Items from a data source
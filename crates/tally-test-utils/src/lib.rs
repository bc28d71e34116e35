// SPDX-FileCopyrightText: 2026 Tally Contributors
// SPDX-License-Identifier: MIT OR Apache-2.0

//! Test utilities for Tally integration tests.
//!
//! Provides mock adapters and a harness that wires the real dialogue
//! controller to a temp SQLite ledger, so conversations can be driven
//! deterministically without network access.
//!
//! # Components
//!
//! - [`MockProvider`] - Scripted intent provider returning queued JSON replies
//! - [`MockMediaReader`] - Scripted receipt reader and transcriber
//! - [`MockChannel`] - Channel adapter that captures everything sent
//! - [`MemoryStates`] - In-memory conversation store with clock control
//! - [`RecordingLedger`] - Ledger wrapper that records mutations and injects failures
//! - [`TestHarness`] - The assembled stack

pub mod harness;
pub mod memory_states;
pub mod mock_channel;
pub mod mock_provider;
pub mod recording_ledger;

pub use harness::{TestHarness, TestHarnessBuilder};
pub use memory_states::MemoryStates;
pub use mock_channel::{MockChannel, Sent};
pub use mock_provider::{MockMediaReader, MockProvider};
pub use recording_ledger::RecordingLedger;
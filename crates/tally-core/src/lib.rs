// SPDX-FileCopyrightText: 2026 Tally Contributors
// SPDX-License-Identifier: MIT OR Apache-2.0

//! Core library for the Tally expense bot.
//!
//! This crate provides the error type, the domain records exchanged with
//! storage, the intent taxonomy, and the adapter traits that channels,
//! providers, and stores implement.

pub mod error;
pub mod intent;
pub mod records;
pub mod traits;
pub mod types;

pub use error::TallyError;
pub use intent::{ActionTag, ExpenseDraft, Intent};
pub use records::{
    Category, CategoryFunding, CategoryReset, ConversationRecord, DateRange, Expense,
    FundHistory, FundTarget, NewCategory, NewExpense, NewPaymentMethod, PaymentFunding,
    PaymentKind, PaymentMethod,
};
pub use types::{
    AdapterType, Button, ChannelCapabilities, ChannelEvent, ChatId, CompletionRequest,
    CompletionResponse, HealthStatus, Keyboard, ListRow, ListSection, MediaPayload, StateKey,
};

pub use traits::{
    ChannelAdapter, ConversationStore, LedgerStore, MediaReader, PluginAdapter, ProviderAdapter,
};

--

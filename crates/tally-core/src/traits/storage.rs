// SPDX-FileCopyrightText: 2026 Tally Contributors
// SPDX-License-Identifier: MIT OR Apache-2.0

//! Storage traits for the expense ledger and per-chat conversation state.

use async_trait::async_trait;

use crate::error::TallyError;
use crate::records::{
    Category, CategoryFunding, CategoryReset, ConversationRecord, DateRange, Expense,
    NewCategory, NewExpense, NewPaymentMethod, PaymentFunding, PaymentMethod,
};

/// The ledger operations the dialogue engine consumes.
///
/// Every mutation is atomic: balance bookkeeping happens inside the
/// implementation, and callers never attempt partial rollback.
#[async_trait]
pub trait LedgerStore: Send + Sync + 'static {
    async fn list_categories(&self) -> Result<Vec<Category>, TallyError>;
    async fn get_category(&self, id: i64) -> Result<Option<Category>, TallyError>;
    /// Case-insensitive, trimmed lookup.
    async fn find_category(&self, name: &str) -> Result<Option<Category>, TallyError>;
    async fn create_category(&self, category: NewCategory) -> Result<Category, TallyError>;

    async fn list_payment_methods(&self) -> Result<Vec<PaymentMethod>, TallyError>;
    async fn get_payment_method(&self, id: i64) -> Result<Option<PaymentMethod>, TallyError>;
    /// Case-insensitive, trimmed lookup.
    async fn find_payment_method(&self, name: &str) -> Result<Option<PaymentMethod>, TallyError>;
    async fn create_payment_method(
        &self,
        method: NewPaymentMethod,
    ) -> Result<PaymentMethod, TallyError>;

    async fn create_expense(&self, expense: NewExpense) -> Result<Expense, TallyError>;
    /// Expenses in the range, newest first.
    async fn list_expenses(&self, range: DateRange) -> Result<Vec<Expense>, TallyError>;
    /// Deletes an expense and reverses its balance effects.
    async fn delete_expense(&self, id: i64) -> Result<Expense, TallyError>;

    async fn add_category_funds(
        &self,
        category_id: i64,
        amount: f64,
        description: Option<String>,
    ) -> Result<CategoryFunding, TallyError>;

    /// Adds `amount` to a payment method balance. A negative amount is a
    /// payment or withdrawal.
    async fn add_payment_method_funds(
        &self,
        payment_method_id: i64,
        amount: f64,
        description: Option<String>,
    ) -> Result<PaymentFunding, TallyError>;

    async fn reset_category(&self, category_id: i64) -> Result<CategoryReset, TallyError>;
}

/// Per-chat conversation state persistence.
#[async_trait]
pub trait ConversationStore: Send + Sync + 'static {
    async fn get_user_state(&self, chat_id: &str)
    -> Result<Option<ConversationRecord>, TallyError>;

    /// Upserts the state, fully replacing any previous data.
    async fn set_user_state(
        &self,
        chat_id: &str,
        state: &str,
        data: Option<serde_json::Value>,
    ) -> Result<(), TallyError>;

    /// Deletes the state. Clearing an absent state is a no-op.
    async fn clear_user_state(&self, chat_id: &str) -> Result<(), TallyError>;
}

■ **What to produce**: When you reach the line holding "async fn get_payment_method(&self, id: i64)" in the records above, begin reproducing exactly, stop after the line holding "range, newest first.", and output nothing else.

■ **Written solution**:
    async fn get_payment_method(&self, id: i64) -> Result<Option<PaymentMethod>, TallyError>;
    /// Case-insensitive, trimmed lookup.
    async fn find_payment_method(&self, name: &str) -> Result<Option<PaymentMethod>, TallyError>;
    async fn create_payment_method(
        &self,
        method: NewPaymentMethod,
    ) -> Result<PaymentMethod, TallyError>;

    async fn create_expense(&self, expense: NewExpense) -> Result<Expense, TallyError>;
    /// Expenses in the range, newest first.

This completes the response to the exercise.